Aksoum : La capitale oubliée d’Éthiopie
Fait principal
Aksoum, autrefois capitale d’un empire africain majeur, est aujourd’hui un symbole du déclin des puissances commerciales et un enjeu de mémoire, particulièrement dans le contexte de la guerre civile du Tigré.
Contexte factuel
Au IIIᵉ siècle, le prophète perse Mani classait Aksoum parmi les quatre plus grands empires du monde, avec Rome, la Perse et la Chine. L’empire d’Aksoum, qui a prospéré du Ier au VIIᵉ siècle, contrôlait le port d’Adulis sur la mer Rouge, facilitant les échanges commerciaux entre l’Empire romain, l’Arabie et l’Inde. À son apogée, la ville d’Aksoum comptait environ 20 000 habitants et était réputée pour ses avancées culturelles, notamment l’adoption du christianisme au IVᵉ siècle sous le règne du roi Ezana.
Données ou statistiques
Le déclin d’Aksoum est attribué à plusieurs facteurs, incluant des causes écologiques comme la xploitation des sols, et plus significativement, le déplacement des routes commerciales avec l’ascension de l’islam au VIIᵉ siècle.
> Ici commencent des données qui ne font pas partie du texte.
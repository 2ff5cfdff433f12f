//! Motion gate.
//!
//! `MotionGate` turns a stream of frames into motion triggers:
//! 1. grayscale, downscale to the processing width, Gaussian blur
//! 2. foreground mask from the running background model
//! 3. morphological open + close with a 5x5 ellipse
//! 4. 8-connected regions; motion if any region exceeds the area threshold
//!
//! A trigger additionally requires the cooldown since the previous trigger to
//! have elapsed. Triggers are delivered to registered handlers, each isolated
//! from the others' failures.

mod background;
mod regions;

use image::{imageops, GrayImage, Rgb, RgbImage};
use std::sync::Arc;
use std::time::{Duration, Instant};

use crate::frame::Frame;
use crate::hooks::{DispatchReport, HandlerSet};

pub use background::BackgroundModel;
pub use regions::{connected_regions, denoise, MotionRegion};

const BLUR_SIGMA: f32 = 3.5;
const BOX_COLOR: Rgb<u8> = Rgb([0, 255, 0]);
const BOX_THICKNESS: u32 = 2;

#[derive(Clone, Debug)]
pub struct MotionConfig {
    /// Minimum region area, in full-resolution pixels.
    pub area_threshold: u32,
    pub var_threshold: f32,
    pub history: u32,
    pub cooldown: Duration,
    /// Frames wider than this are downscaled before analysis. 0 disables scaling.
    pub processing_width: u32,
}

impl Default for MotionConfig {
    fn default() -> Self {
        Self {
            area_threshold: 500,
            var_threshold: 50.0,
            history: 500,
            cooldown: Duration::from_secs(3),
            processing_width: 320,
        }
    }
}

/// Result of analysing one frame.
#[derive(Debug)]
pub struct MotionDetection {
    pub motion: bool,
    /// Regions over the area threshold, in frame coordinates.
    pub regions: Vec<MotionRegion>,
    /// Annotated copy when motion was found, otherwise the input frame.
    pub frame: Arc<Frame>,
}

/// Delivered to motion handlers when the gate fires.
#[derive(Clone, Debug)]
pub struct MotionTrigger {
    pub frame: Arc<Frame>,
    pub regions: Vec<MotionRegion>,
    pub sequence: u64,
}

pub struct MotionGate {
    config: MotionConfig,
    model: BackgroundModel,
    last_trigger: Option<Instant>,
    handlers: HandlerSet<MotionTrigger>,
}

impl MotionGate {
    pub fn new(config: MotionConfig) -> Self {
        let model = BackgroundModel::new(config.history, config.var_threshold);
        Self {
            config,
            model,
            last_trigger: None,
            handlers: HandlerSet::new("motion"),
        }
    }

    pub fn config(&self) -> &MotionConfig {
        &self.config
    }

    pub fn handlers(&self) -> &HandlerSet<MotionTrigger> {
        &self.handlers
    }

    pub fn on_motion<F>(&self, name: impl Into<String>, handler: F)
    where
        F: Fn(&MotionTrigger) -> anyhow::Result<()> + Send + Sync + 'static,
    {
        self.handlers.register(name, handler);
    }

    /// Forget the learned background and the cooldown.
    pub fn reset(&mut self) {
        self.model.reset();
        self.last_trigger = None;
    }

    /// Update the model with `frame` and report motion. Never triggers handlers.
    pub fn detect_motion(&mut self, frame: &Arc<Frame>) -> MotionDetection {
        let (width, height) = (frame.width(), frame.height());
        let scale = self.scale_for(width);
        let gray = self.prepare(frame.image(), scale);

        let mask = denoise(&self.model.apply(&gray));
        let min_area = (self.config.area_threshold as f64 * scale * scale).max(1.0);
        let regions: Vec<MotionRegion> = connected_regions(&mask)
            .into_iter()
            .filter(|region| region.area as f64 > min_area)
            .map(|region| region.rescale(scale, width, height))
            .collect();

        if regions.is_empty() {
            return MotionDetection {
                motion: false,
                regions,
                frame: frame.clone(),
            };
        }

        let annotated = Arc::new(frame.derive(annotate(frame.image(), &regions)));
        MotionDetection {
            motion: true,
            regions,
            frame: annotated,
        }
    }

    /// Detect motion; if found and the cooldown has elapsed, fire the handlers.
    /// Always returns the frame to display.
    pub fn process_motion_detection(&mut self, frame: &Arc<Frame>) -> Arc<Frame> {
        self.process_at(frame, Instant::now()).0
    }

    /// `process_motion_detection` with an explicit clock. Returns the display
    /// frame and, when the gate fired, the dispatch report.
    pub fn process_at(
        &mut self,
        frame: &Arc<Frame>,
        now: Instant,
    ) -> (Arc<Frame>, Option<DispatchReport>) {
        let detection = self.detect_motion(frame);
        if !detection.motion || !self.cooldown_elapsed(now) {
            return (detection.frame, None);
        }
        self.last_trigger = Some(now);
        log::info!(
            "motion on frame #{} ({} region(s))",
            frame.sequence(),
            detection.regions.len()
        );
        let trigger = MotionTrigger {
            frame: frame.clone(),
            regions: detection.regions,
            sequence: frame.sequence(),
        };
        let report = self.handlers.dispatch(&trigger);
        (detection.frame, Some(report))
    }

    pub fn cooldown_elapsed(&self, now: Instant) -> bool {
        self.last_trigger
            .map_or(true, |last| now.saturating_duration_since(last) >= self.config.cooldown)
    }

    fn scale_for(&self, width: u32) -> f64 {
        if self.config.processing_width == 0 || width <= self.config.processing_width {
            1.0
        } else {
            self.config.processing_width as f64 / width as f64
        }
    }

    fn prepare(&self, image: &RgbImage, scale: f64) -> GrayImage {
        let gray = imageops::grayscale(image);
        let gray = if scale < 1.0 {
            let w = ((image.width() as f64 * scale).round() as u32).max(1);
            let h = ((image.height() as f64 * scale).round() as u32).max(1);
            imageops::resize(&gray, w, h, imageops::FilterType::Triangle)
        } else {
            gray
        };
        imageops::blur(&gray, (BLUR_SIGMA * scale as f32).max(0.8))
    }
}

/// Copy of `image` with each region outlined.
pub fn annotate(image: &RgbImage, regions: &[MotionRegion]) -> RgbImage {
    let mut out = image.clone();
    let (width, height) = out.dimensions();
    if width == 0 || height == 0 {
        return out;
    }
    for region in regions {
        if region.x1 >= width || region.y1 >= height {
            continue;
        }
        let x2 = region.x2.min(width - 1);
        let y2 = region.y2.min(height - 1);
        for t in 0..BOX_THICKNESS {
            let top = (region.y1 + t).min(y2);
            let bottom = y2.saturating_sub(t).max(region.y1);
            for x in region.x1..=x2 {
                out.put_pixel(x, top, BOX_COLOR);
                out.put_pixel(x, bottom, BOX_COLOR);
            }
            let left = (region.x1 + t).min(x2);
            let right = x2.saturating_sub(t).max(region.x1);
            for y in region.y1..=y2 {
                out.put_pixel(left, y, BOX_COLOR);
                out.put_pixel(right, y, BOX_COLOR);
            }
        }
    }
    out
}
La ville a été gravement touchée par la guerre civile qui a ravagé le Tigré entre 2020 et 2022, marquée par des violences extrêmes et un massacre de civils en 2020.
Conséquence directe
La lutte pour la mémoire d’Aksoum illustre les enjeux identitaires en Éthiopie, où chaque camp revendique son héritage, notamment celui de la plus ancienne chrétienté d’Afrique. La ville, bien que déchue, demeure un site d’importance spirituelle et historique pour le pays.